## [YOUR OBJECTIVE]
All of the records below need to be copied exactly.

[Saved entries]

+ + + + + + +

use crate::domain::{Feedback, Rating};
use chrono::{DateTime, Duration, Utc};

pub const NEGATIVE_SAMPLE_SIZE: usize = 5;
pub const POSITIVE_SAMPLE_SIZE: usize = 3;

/// The two seven-day windows a report compares, both half-open `[start, end)`.
#[derive(Debug, Clone, Copy, PartialEq, Eq)]
pub struct ReportWindows {
    pub current_start: DateTime<Utc>,
    pub previous_start: DateTime<Utc>,
    pub end: DateTime<Utc>,
}

impl ReportWindows {
    pub fn ending_at(end: DateTime<Utc>) -> Self {
        let current_start = end - Duration::days(7);
        Self {
            current_start,
            previous_start: current_start - Duration::days(7),
            end,
        }
    }
}

#[derive(Debug, Clone, Copy, Default, PartialEq, Eq, serde::Serialize)]
pub struct RatingCounts {
    pub bad: usize,
    pub okay: usize,
    pub great: usize,
}

impl RatingCounts {
    pub fn tally(feedbacks: &[Feedback]) -> Self {
        feedbacks
            .iter()
            .fold(Self::default(), |mut counts, feedback| {
                match feedback.rating {
                    Rating::Bad => counts.bad += 1,
                    Rating::Okay => counts.okay += 1,
                    Rating::Great => counts.great += 1,
                }
                counts
            })
    }

    pub fn total(&self) -> usize {
        self.bad + self.okay + self.great
    }

    /// Share of `great` ratings, 0 for an empty window.
    pub fn happiness(&self) -> u32 {
        percentage(self.great, self.total())
    }

    pub fn shares(&self) -> RatingShares {
        let total = self.total();
        RatingShares {
            bad: percentage(self.bad, total),
            okay: percentage(self.okay, total),
            great: percentage(self.great, total),
        }
    }
}

#[derive(Debug, Clone, Copy, Default, PartialEq, Eq, serde::Serialize)]
pub struct RatingShares {
    pub bad: u32,
    pub okay: u32,
    pub great: u32,
}

#[derive(Debug, Clone, Copy, PartialEq, Eq, serde::Serialize)]
#[serde(rename_all = "lowercase")]
pub enum TrendDirection {
    Increase,
    Decrease,
    Flat,
}

#[derive(Debug, Clone, Copy, PartialEq, Eq, serde::Serialize)]
#[serde(rename_all = "camelCase")]
pub struct Trend {
    pub direction: TrendDirection,
    /// Absolute difference in feedback volume.
    pub difference: usize,
    /// Signed change relative to the previous window; absent when it was empty.
    pub percent_change: Option<i64>,
}

impl Trend {
    pub fn between(current_total: usize, previous_total: usize) -> Self {
        let diff = current_total as i64 - previous_total as i64;
        let direction = match diff {
            d if d > 0 => TrendDirection::Increase,
            d if d < 0 => TrendDirection::Decrease,
            _ => TrendDirection::Flat,
        };
        let percent_change = (previous_total > 0)
            .then(|| round_half_up(diff as f64 / previous_total as f64 * 100.0) as i64);
        Self {
            direction,
            difference: diff.unsigned_abs() as usize,
            percent_change,
        }
    }
}

#[derive(Debug, Clone, PartialEq, Eq, serde::Serialize)]
#[serde(rename_all = "camelCase")]
pub struct CommentSample {
    pub comment: String,
    pub created_at: DateTime<Utc>,
}

#[derive(Debug, Clone, PartialEq, Eq, serde::Serialize)]
#[serde(rename_all = "camelCase")]
pub struct WeeklyReport {
    pub counts: RatingCounts,
    pub shares: RatingShares,
    pub total: usize,
    pub happiness: u32,
    pub previous_total: usize,
    pub previous_happiness: u32,
    pub trend: Trend,
    pub negative_comments: Vec<CommentSample>,
    pub positive_comments: Vec<CommentSample>,
}

impl WeeklyReport {
    pub fn is_empty(&self) -> bool {
        self.total == 0
    }
}

/// Summarises one establishment's week against the week before.
///
/// Both slices are expected newest first; comment samples keep that order.
pub fn aggregate(current: &[Feedback], previous: &[Feedback]) -> WeeklyReport {
    let counts = RatingCounts::tally(current);
    let previous_counts = RatingCounts::tally(previous);
    WeeklyReport {
        counts,
        shares: counts.shares(),
        total: counts.total(),
        happiness: counts.happiness(),
        previous_total: previous_counts.total(),
        previous_happiness: previous_counts.happiness(),
        trend: Trend::between(counts.total(), previous_counts.total()),
        negative_comments: sample_comments(current, Rating::Bad, NEGATIVE_SAMPLE_SIZE),
        positive_comments: sample_comments(current, Rating::Great, POSITIVE_SAMPLE_SIZE),
    }
}

fn sample_comments(feedbacks: &[Feedback], rating: Rating, limit: usize) -> Vec<CommentSample> {
    feedbacks
        .iter()
        .filter(|f| f.rating == rating)
        .filter_map(|f| {
            f.comment_text().map(|comment| CommentSample {
                comment: comment.to_string(),
                created_at: f.created_at,
            })
        })
        .take(limit)
        .collect()
}

/// `round(part / total * 100)`, rounding halves up. 0 when `total` is 0.
pub fn percentage(part: usize, total: usize) -> u32 {
    if total == 0 {
        return 0;
    }
    round_half_up(part as f64 / total as f64 * 100.0) as u32
}

fn round_half_up(value: f64) -> f64 {
    (value + 0.5).floor()
}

+ + + + + + +

## [RESULT OF THIS TASK]
use crate::domain::{Feedback, Rating};
use chrono::{DateTime, Duration, Utc};

pub const NEGATIVE_SAMPLE_SIZE: usize = 5;
pub const POSITIVE_SAMPLE_SIZE: usize = 3;

/// The two seven-day windows a report compares, both half-open `[start, end)`.
#[derive(Debug, Clone, Copy, PartialEq, Eq)]
pub struct ReportWindows {
    pub current_start: DateTime<Utc>,
    pub previous_start: DateTime<Utc>,
    pub end: DateTime<Utc>,
}

impl ReportWindows {
    pub fn ending_at(end: DateTime<Utc>) -> Self {
        let current_start = end - Duration::days(7);
        Self {
            current_start,
            previous_start: current_start - Duration::days(7),
            end,
        }
    }
}

#[derive(Debug, Clone, Copy, Default, PartialEq, Eq, serde::Serialize)]
pub struct RatingCounts {
    pub bad: usize,
    pub okay: usize,
    pub great: usize,
}

impl RatingCounts {
    pub fn tally(feedbacks: &[Feedback]) -> Self {
        feedbacks
            .iter()
            .fold(Self::default(), |mut counts, feedback| {
                match feedback.rating {
                    Rating::Bad => counts.bad += 1,
                    Rating::Okay => counts.okay += 1,
                    Rating::Great => counts.great += 1,
                }
                counts
            })
    }

    pub fn total(&self) -> usize {
        self.bad + self.okay + self.great
    }

    /// Share of `great` ratings, 0 for an empty window.
    pub fn happiness(&self) -> u32 {
        percentage(self.great, self.total())
    }

    pub fn shares(&self) -> RatingShares {
        let total = self.total();
        RatingShares {
            bad: percentage(self.bad, total),
            okay: percentage(self.okay, total),
            great: percentage(self.great, total),
        }
    }
}

#[derive(Debug, Clone, Copy, Default, PartialEq, Eq, serde::Serialize)]
pub struct RatingShares {
    pub bad: u32,
    pub okay: u32,
    pub great: u32,
}

#[derive(Debug, Clone, Copy, PartialEq, Eq, serde::Serialize)]
#[serde(rename_all = "lowercase")]
pub enum TrendDirection {
    Increase,
    Decrease,
    Flat,
}

#[derive(Debug, Clone, Copy, PartialEq, Eq, serde::Serialize)]
#[serde(rename_all = "camelCase")]
pub struct Trend {
    pub direction: TrendDirection,
    /// Absolute difference in feedback volume.
    pub difference: usize,
    /// Signed change relative to the previous window; absent when it was empty.
    pub percent_change: Option<i64>,
}

impl Trend {
    pub fn between(current_total: usize, previous_total: usize) -> Self {
        let diff = current_total as i64 - previous_total as i64;
        let direction = match diff {
            d if d > 0 => TrendDirection::Increase,
            d if d < 0 => TrendDirection::Decrease,
            _ => TrendDirection::Flat,
        };
        let percent_change = (previous_total > 0)
            .then(|| round_half_up(diff as f64 / previous_total as f64 * 100.0) as i64);
        Self {
            direction,
            difference: diff.unsigned_abs() as usize,
            percent_change,
        }
    }
}

#[derive(Debug, Clone, PartialEq, Eq, serde::Serialize)]
#[serde(rename_all = "camelCase")]
pub struct CommentSample {
    pub comment: String,
    pub created_at: DateTime<Utc>,
}

#[derive(Debug, Clone, PartialEq, Eq, serde::Serialize)]
#[serde(rename_all = "camelCase")]
pub struct WeeklyReport {
    pub counts: RatingCounts,
    pub shares: RatingShares,
    pub total: usize,
    pub happiness: u32,
    pub previous_total: usize,
    pub previous_happiness: u32,
    pub trend: Trend,
    pub negative_comments: Vec<CommentSample>,
    pub positive_comments: Vec<CommentSample>,
}

impl WeeklyReport {
    pub fn is_empty(&self) -> bool {
        self.total == 0
    }
}

/// Summarises one establishment's week against the week before.
///
/// Both slices are expected newest first; comment samples keep that order.
pub fn aggregate(current: &[Feedback], previous: &[Feedback]) -> WeeklyReport {
    let counts = RatingCounts::tally(current);
    let previous_counts = RatingCounts::tally(previous);
    WeeklyReport {
        counts,
        shares: counts.shares(),
        total: counts.total(),
        happiness: counts.happiness(),
        previous_total: previous_counts.total(),
        previous_happiness: previous_counts.happiness(),
        trend: Trend::between(counts.total(), previous_counts.total()),
        negative_comments: sample_comments(current, Rating::Bad, NEGATIVE_SAMPLE_SIZE),
        positive_comments: sample_comments(current, Rating::Great, POSITIVE_SAMPLE_SIZE),
    }
}

fn sample_comments(feedbacks: &[Feedback], rating: Rating, limit: usize) -> Vec<CommentSample> {
    feedbacks
        .iter()
        .filter(|f| f.rating == rating)
        .filter_map(|f| {
            f.comment_text().map(|comment| CommentSample {
                comment: comment.to_string(),
                created_at: f.created_at,
            })
        })
        .take(limit)
        .collect()
}

/// `round(part / total * 100)`, rounding halves up. 0 when `total` is 0.
pub fn percentage(part: usize, total: usize) -> u32 {
    if total == 0 {
        return 0;
    }
    round_half_up(part as f64 / total as f64 * 100.0) as u32
}

fn round_half_up(value: f64) -> f64 {
    (value + 0.5).floor()
}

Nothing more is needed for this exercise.